[Work order] Transcribe exactly each line of the entries, from the opening line to the line with "its pull side.", with both of those lines included.

[Material supplied]
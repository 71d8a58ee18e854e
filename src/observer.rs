//! The consumer side of a sequence.
//!
//! A subscription delivers, in order: exactly one `on_subscribe`, any number
//! of `next`, and at most one of `error`/`complete`. At most one thread is
//! inside an observer's methods at any instant; operators with several
//! producing threads serialize them before they reach their observer.
use std::{fmt, sync::Arc};

use crate::{
  disposable::Disposable,
  fusion::{BoxedFusedQueue, FusedQueue},
};

// ============================================================================
// Observer Trait
// ============================================================================

pub trait Observer<Item, Err>: Send {
  /// First signal of every subscription: the handle to cancel the upstream
  /// and, if the upstream can be fused, its pull side.
  fn on_subscribe(&mut self, upstream: Upstream<Item, Err>);

  fn next(&mut self, value: Item);

  fn error(&mut self, err: Err);

  fn complete(&mut self);

  /// Wake-up from an `ASYNC`-fused upstream: at least one item can be polled
  /// from the queue received in `on_subscribe`.
  fn next_available(&mut self) {}
}

impl<Item, Err, O> Observer<Item, Err> for Box<O>
where
  O: Observer<Item, Err> + ?Sized,
{
  #[inline]
  fn on_subscribe(&mut self, upstream: Upstream<Item, Err>) { (**self).on_subscribe(upstream) }

  #[inline]
  fn next(&mut self, value: Item) { (**self).next(value) }

  #[inline]
  fn error(&mut self, err: Err) { (**self).error(err) }

  #[inline]
  fn complete(&mut self) { (**self).complete() }

  #[inline]
  fn next_available(&mut self) { (**self).next_available() }
}

pub type BoxedObserver<Item, Err> = Box<dyn Observer<Item, Err>>;

// ============================================================================
// Upstream
// ============================================================================

/// What an observer receives in `on_subscribe`.
///
/// The fusion capability is present only if the upstream stage can be pulled
/// from; it is taken at most once. Dropping it without requesting a mode
/// leaves the upstream in its normal push mode.
pub struct Upstream<Item, Err> {
  disposable: Arc<dyn Disposable>,
  fusion: Option<BoxedFusedQueue<Item, Err>>,
}

impl<Item, Err> Upstream<Item, Err> {
  pub fn new(disposable: Arc<dyn Disposable>) -> Self { Self { disposable, fusion: None } }

  pub fn with_fusion(
    disposable: Arc<dyn Disposable>, queue: impl FusedQueue<Item, Err> + 'static,
  ) -> Self {
    Self { disposable, fusion: Some(Box::new(queue)) }
  }

  pub fn from_parts(
    disposable: Arc<dyn Disposable>, fusion: Option<BoxedFusedQueue<Item, Err>>,
  ) -> Self {
    Self { disposable, fusion }
  }

  #[inline]
  pub fn disposable(&self) -> &Arc<dyn Disposable> { &self.disposable }

  #[inline]
  pub fn is_fusable(&self) -> bool { self.fusion.is_some() }

  pub fn take_fusion(&mut self) -> Option<BoxedFusedQueue<Item, Err>> { self.fusion.take() }

  pub fn into_parts(self) -> (Arc<dyn Disposable>, Option<BoxedFusedQueue<Item, Err>>) {
    (self.disposable, self.fusion)
  }

  #[inline]
  pub fn dispose(&self) { self.disposable.dispose() }

  #[inline]
  pub fn is_disposed(&self) -> bool { self.disposable.is_disposed() }
}

impl<Item, Err> fmt::Debug for Upstream<Item, Err> {
  fn fmt(&self, f: &mut fmt::Formatter<'_>) -> fmt::Result {
    f.debug_struct("Upstream")
      .field("disposed", &self.is_disposed())
      .field("fusable", &self.is_fusable())
      .finish()
  }
}
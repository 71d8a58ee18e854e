//! Operators. Each lives in its own module and is reached through
//! [`ObservableExt`](crate::observable::ObservableExt).
pub mod filter;
pub mod flat_map;
pub mod map;
pub mod observe_on;
pub mod take_until;

pub use filter::FilterOp;
pub use flat_map::{merge, FlatMapOp, IdentityInner, InnerMapper, MapInner, TryMapInner};
pub use map::MapOp;
pub use observe_on::ObserveOnOp;
pub use take_until::TakeUntilOp;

[Task output]
repository 71d8a58ee18e854e
filename src/observer.rs
//! The consumer side of a sequence.
//!
//! A subscription delivers, in order: exactly one `on_subscribe`, any number
//! of `next`, and at most one of `error`/`complete`. At most one thread is
//! inside an observer's methods at any instant; operators with several
//! producing threads serialize them before they reach their observer.
use std::{fmt, sync::Arc};

use crate::{
  disposable::Disposable,
  fusion::{BoxedFusedQueue, FusedQueue},
};

// ============================================================================
// Observer Trait
// ============================================================================

pub trait Observer<Item, Err>: Send {
  /// First signal of every subscription: the handle to cancel the upstream
  /// and, if the upstream can be fused, its pull side.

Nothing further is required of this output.